## Data:

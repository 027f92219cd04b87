// Copyright (c) 2025 SOLARE S.R.O.
//
// This file is part of Updock.
//
// Licensed under the Creative Commons Attribution-NonCommercial-NoDerivatives 4.0 International
// (CC BY-NC-ND 4.0). You may use and share this file for non-commercial purposes only and you may not
// create derivatives. See <https://creativecommons.org/licenses/by-nc-nd/4.0/>.
//
// This software is provided "AS IS", without warranty of any kind.
//
// For commercial licensing, please contact: info@solare.cz

//! Updock catalog - version records, lookup and artifact resolution
//!
//! The catalog is loaded once at startup and never mutated. A [`Resolver`]
//! answers "is there something newer" and "give me exactly this version"
//! queries against it, and an [`ArtifactStore`] turns a version into an
//! opened file ready to be streamed to a client.

pub mod catalog;
pub mod download;
pub mod error;
pub mod log;
pub mod record;
pub mod resolver;

pub use catalog::{Catalog, CatalogSource};
pub use download::{Artifact, ArtifactStore};
pub use error::{CatalogError, DownloadError};
pub use log::{EventLog, Level, TracingLog};

#[cfg(any(test, feature = "test-support"))]
pub use log::MemoryLog;
pub use record::{VersionInfo, VersionRecord};
pub use resolver::Resolver;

## Directions:
Set down, word for word, the line that contains "pub mod error;" and all lines after it up to the end of the listing.

## Problem solution:
pub mod error;
pub mod log;
pub mod record;
pub mod resolver;

pub use catalog::{Catalog, CatalogSource};
pub use download::{Artifact, ArtifactStore};
pub use error::{CatalogError, DownloadError};
pub use log::{EventLog, Level, TracingLog};

#[cfg(any(test, feature = "test-support"))]
pub use log::MemoryLog;
pub use record::{VersionInfo, VersionRecord};
pub use resolver::Resolver;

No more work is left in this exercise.